Passaic City officials and the director of a Jewish ambulance service are addressing new tensions that have erupted following a clash with police who attempted to tow an ambulance this week. On Sunday, resident David Kaplan, 25, who founded the local branch of Hatzolah, an international ambulance corps staffed by volunteers in many Orthodox Jewish neighborhoods, confronted police who had ticketed an ambulance parked the wrong way on Reid Avenue. The site is around the corner from Hatzolah headquarters at 243 Van Houten Ave. A group of people congregated in front of the ambulance about 11 a.m. as five police cars and a tow truck arrived at the scene, Kaplan said. The tow-truck operator was unable to move the ambulance because of its size, he said.

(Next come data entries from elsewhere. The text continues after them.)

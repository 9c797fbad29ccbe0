use super::*;

fn bundled_locales() -> Locales {
    Locales::from_sources(&[
        (Language::English, BUNDLED_ENGLISH),
        (Language::Arabic, BUNDLED_ARABIC),
    ])
}

#[test]
fn test_bundles_parse() {
    let en: Bundle = toml::from_str(BUNDLED_ENGLISH).unwrap();
    let ar: Bundle = toml::from_str(BUNDLED_ARABIC).unwrap();
    assert!(!en.daily_messages.is_empty());
    assert!(!ar.daily_messages.is_empty());
}

#[test]
fn test_all_keys_have_english_text() {
    let locales = bundled_locales();
    let keys = [
        (Category::Commands, "welcome"),
        (Category::Status, "title"),
        (Category::Status, "last_entry"),
        (Category::Status, "today"),
        (Category::Status, "yesterday"),
        (Category::Status, "days_ago"),
        (Category::Status, "no_entries"),
        (Category::Status, "total_entries"),
        (Category::Status, "next_reminder"),
        (Category::Status, "error_getting_stats"),
        (Category::Language, "select"),
        (Category::Language, "changed_to_english"),
        (Category::Language, "changed_to_arabic"),
        (Category::Language, "invalid_choice"),
        (Category::General, "test_message"),
        (Category::General, "test_sent"),
        (Category::General, "test_failed"),
        (Category::General, "next_reminder"),
        (Category::General, "error_next_time"),
        (Category::General, "schedule_usage"),
        (Category::General, "schedule_updated"),
        (Category::General, "schedule_invalid"),
        (Category::General, "owner_only"),
        (Category::General, "export_caption"),
        (Category::General, "export_empty"),
        (Category::General, "error"),
        (Category::Tracking, "entry_recorded"),
        (Category::Tracking, "last_time"),
        (Category::Tracking, "was_today"),
        (Category::Tracking, "was_yesterday"),
        (Category::Tracking, "was_days_ago"),
        (Category::Tracking, "total_times"),
        (Category::Tracking, "awareness_message"),
        (Category::Tracking, "error_recording"),
        (Category::Awareness, "new_opportunity"),
        (Category::Awareness, "one_day"),
        (Category::Awareness, "few_days"),
        (Category::Awareness, "many_days"),
        (Category::Scheduler, "startup"),
        (Category::Scheduler, "failure"),
    ];
    for (category, key) in keys {
        let text = locales.text(Language::English, category, key, &[]);
        assert_ne!(text, TEXT_NOT_FOUND, "missing english {category:?}.{key}");
    }
    // Arabic covers everything users see.
    for (category, key) in keys.iter().filter(|(c, _)| *c != Category::Scheduler) {
        let text = locales.text(Language::Arabic, *category, key, &[]);
        assert_ne!(text, TEXT_NOT_FOUND, "missing arabic {category:?}.{key}");
    }
}

#[test]
fn test_placeholder_substitution() {
    let locales = bundled_locales();
    let text = locales.text(
        Language::English,
        Category::Status,
        "days_ago",
        &[("days", "5")],
    );
    assert_eq!(text, " (5 days ago)");

    let text = locales.text(
        Language::English,
        Category::Scheduler,
        "failure",
        &[("attempts", "3"), ("error", "timeout")],
    );
    assert!(text.contains("after 3 attempts"));
    assert!(text.ends_with("Last error: timeout"));
}

#[test]
fn test_unknown_placeholder_left_as_is() {
    assert_eq!(substitute("{a} and {b}", &[("a", "x")]), "x and {b}");
    assert_eq!(substitute("brace { alone", &[("a", "x")]), "brace { alone");
}

#[test]
fn test_values_not_reexpanded() {
    assert_eq!(
        substitute("{a}-{b}", &[("a", "{b}"), ("b", "2")]),
        "{b}-2"
    );
}

#[test]
fn test_missing_key_is_text_not_found() {
    let locales = bundled_locales();
    assert_eq!(
        locales.text(Language::English, Category::Status, "no_such_key", &[]),
        "Text not found"
    );
}

#[test]
fn test_missing_language_falls_back_to_english() {
    let locales = Locales::from_sources(&[(Language::English, BUNDLED_ENGLISH)]);
    let en = locales.text(Language::English, Category::Language, "select", &[]);
    let ar = locales.text(Language::Arabic, Category::Language, "select", &[]);
    assert_eq!(ar, en);
}

#[test]
fn test_no_bundles_is_load_error() {
    let locales = Locales::default();
    assert_eq!(
        locales.text(Language::English, Category::Commands, "welcome", &[]),
        "Error loading text"
    );
    assert_eq!(locales.daily_message(Language::Arabic), "Stay mindful today!");
}

#[test]
fn test_daily_message_from_bundle() {
    let locales = bundled_locales();
    let ar: Bundle = toml::from_str(BUNDLED_ARABIC).unwrap();
    for _ in 0..20 {
        let msg = locales.daily_message(Language::Arabic);
        assert!(ar.daily_messages.contains(&msg));
    }
}

#[test]
fn test_empty_daily_messages_fall_back() {
    let locales = Locales::from_sources(&[(Language::English, "[commands]\nwelcome = \"hi\"\n")]);
    assert_eq!(
        locales.daily_message(Language::English),
        "Stay mindful today!"
    );
}

#[test]
fn test_install_and_load_prefers_user_edits() {
    let dir = std::env::temp_dir().join(format!("__habitbot_locales_{}__", std::process::id()));
    let _ = std::fs::remove_dir_all(&dir);
    let data_dir = dir.to_str().unwrap();

    install_bundled_locales(data_dir);
    let english = dir.join("locales/english.toml");
    assert!(english.exists());
    assert!(dir.join("locales/arabic.toml").exists());

    std::fs::write(&english, "[commands]\nwelcome = \"custom\"\n").unwrap();
    install_bundled_locales(data_dir);
    let locales = Locales::load(data_dir);
    assert_eq!(
        locales.text(Language::English, Category::Commands, "welcome", &[]),
        "custom"
    );

    // A broken file falls back to the embedded bundle.
    std::fs::write(&english, "not = [valid").unwrap();
    let locales = Locales::load(data_dir);
    assert!(locales
        .text(Language::English, Category::Commands, "welcome", &[])
        .contains("Habit Awareness Bot"));

    let _ = std::fs::remove_dir_all(&dir);
}

#[test]
fn test_english_habit_phrases() {
    assert!(is_habit_message("I did it again", Language::English));
    assert!(is_habit_message("ugh, SLIPPED UP today", Language::English));
    assert!(is_habit_message("I couldn't resist", Language::English));
    assert!(!is_habit_message("good morning", Language::English));
    assert!(!is_habit_message("", Language::English));
    assert!(!is_habit_message("   ", Language::English));
}

#[test]
fn test_arabic_habit_phrases() {
    assert!(is_habit_message("للأسف فعلتها", Language::Arabic));
    assert!(is_habit_message("انتكست اليوم", Language::Arabic));
    assert!(is_habit_message("مارست العادة", Language::Arabic));
    assert!(!is_habit_message("صباح الخير", Language::Arabic));
}

#[test]
fn test_phrases_are_per_language() {
    assert!(!is_habit_message("فعلتها", Language::English));
    assert!(!is_habit_message("I did it", Language::Arabic));
}
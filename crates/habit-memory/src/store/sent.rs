//! Rolling log of outgoing messages.

use super::Store;
use chrono::{DateTime, Utc};
use habit_core::error::HabitError;
use serde::Serialize;
use tracing::debug;

/// Rows kept in the log; older ones are pruned on insert.
pub const SENT_LOG_LIMIT: i64 = 100;

/// Characters of message text kept per row.
const PREVIEW_CHARS: usize = 100;

/// One logged outgoing message.
#[derive(Debug, Clone, PartialEq, Serialize, sqlx::FromRow)]
pub struct SentMessage {
    pub id: i64,
    pub chat_id: i64,
    /// First characters of the text, with `...` when cut.
    pub message: String,
    pub sent_at: DateTime<Utc>,
}

fn preview(text: &str) -> String {
    match text.char_indices().nth(PREVIEW_CHARS) {
        Some((cut, _)) => format!("{}...", &text[..cut]),
        None => text.to_string(),
    }
}

impl Store {
    /// Log a message sent to `chat_id`, keeping only the newest rows.
    pub async fn log_sent_message(&self, chat_id: i64, text: &str) -> Result<(), HabitError> {
        let mut conn = self.conn().await?;

        sqlx::query("INSERT INTO sent_messages (chat_id, message, sent_at) VALUES (?, ?, ?)")
            .bind(chat_id)
            .bind(preview(text))
            .bind(Utc::now())
            .execute(&mut *conn)
            .await
            .map_err(|e| HabitError::Storage(format!("log sent message failed: {e}")))?;

        let pruned = sqlx::query(
            "DELETE FROM sent_messages WHERE id NOT IN \
             (SELECT id FROM sent_messages ORDER BY id DESC LIMIT ?)",
        )
        .bind(SENT_LOG_LIMIT)
        .execute(&mut *conn)
        .await
        .map_err(|e| HabitError::Storage(format!("prune sent messages failed: {e}")))?
        .rows_affected();

        if pruned > 0 {
            debug!("pruned {pruned} old sent message(s)");
        }
        Ok(())
    }

    /// The most recent logged messages, newest first.
    pub async fn recent_sent_messages(&self, limit: i64) -> Result<Vec<SentMessage>, HabitError> {
        let mut conn = self.conn().await?;
        sqlx::query_as::<_, SentMessage>(
            "SELECT id, chat_id, message, sent_at FROM sent_messages ORDER BY id DESC LIMIT ?",
        )
        .bind(limit)
        .fetch_all(&mut *conn)
        .await
        .map_err(|e| HabitError::Storage(format!("query sent messages failed: {e}")))
    }
}
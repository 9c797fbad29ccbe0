//! Per-user language preference.

use super::Store;
use habit_core::{error::HabitError, language::Language};
use tracing::{debug, info};

impl Store {
    /// The user's stored language, creating the user as English if unknown.
    pub async fn get_user_language(&self, user_id: i64) -> Result<Language, HabitError> {
        let mut conn = self.conn().await?;

        let row: Option<(String,)> = sqlx::query_as("SELECT language FROM users WHERE user_id = ?")
            .bind(user_id)
            .fetch_optional(&mut *conn)
            .await
            .map_err(|e| HabitError::Storage(format!("query language failed: {e}")))?;

        if let Some((code,)) = row {
            return Ok(Language::from_code_or_default(&code));
        }

        let default = Language::default();
        sqlx::query("INSERT OR IGNORE INTO users (user_id, language) VALUES (?, ?)")
            .bind(user_id)
            .bind(default.as_str())
            .execute(&mut *conn)
            .await
            .map_err(|e| HabitError::Storage(format!("create user failed: {e}")))?;
        debug!("created user {user_id} with default language");

        Ok(default)
    }

    /// Upsert the user's language. Returns the persisted value.
    pub async fn set_user_language(
        &self,
        user_id: i64,
        language: Language,
    ) -> Result<Language, HabitError> {
        let mut conn = self.conn().await?;

        sqlx::query(
            "INSERT INTO users (user_id, language) VALUES (?, ?) \
             ON CONFLICT(user_id) DO UPDATE SET language = excluded.language, \
             updated_at = datetime('now')",
        )
        .bind(user_id)
        .bind(language.as_str())
        .execute(&mut *conn)
        .await
        .map_err(|e| HabitError::Storage(format!("upsert language failed: {e}")))?;

        info!("user {user_id} language set to {language}");
        Ok(language)
    }
}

Hah. Whaddya wanna bet the cops called the tow truck guy to the scene and the tow truck guy made up some excuse so he wouldn't have to tow a freaking ambulance, because people need ambulances to not die.
Mayor Samuel Rivera said he was on the scene Sunday and thought the ambulance volunteers acted "belligerently" and that perhaps police responded too harshly.
I'd be belligerent too, if someone was trying to tow my piece of vital lifesaving equipment. And, perhaps, the police responded too harshly? If the cops would have summarily executed everyone at the scene and set the ambulance on fire as a warning to others, that would have been way out of line, but just confiscating a volunteer medical unit is, maybe, a little too harsh. Depending on your perspective, of course.
"They were going to be towed because they were parked in a dangerous position," Rivera said.
That dangerous position: parked the wrong way on a one way street, which is something everybody does, even people not driving emergency response vehicles.
Rivera said he met Monday with Kaplan and Paton to try to resolve friction between police and the volunteers. "I'm trying to work with them. My goal is for them to work with our [the city's] EMS," Rivera said, adding that part of the frustration with Hatzolah goes back more than two years.
Which sure sounds like an unbiased statement to me.
In addition, the city has offered Hatzolah use of city EMS headquarters to park Hatzolah's ambulances, but Hatzolah has rejected the city's offer, Rivera said. "They say they like to have ambulances parked closer to the Jewish community," Rivera said.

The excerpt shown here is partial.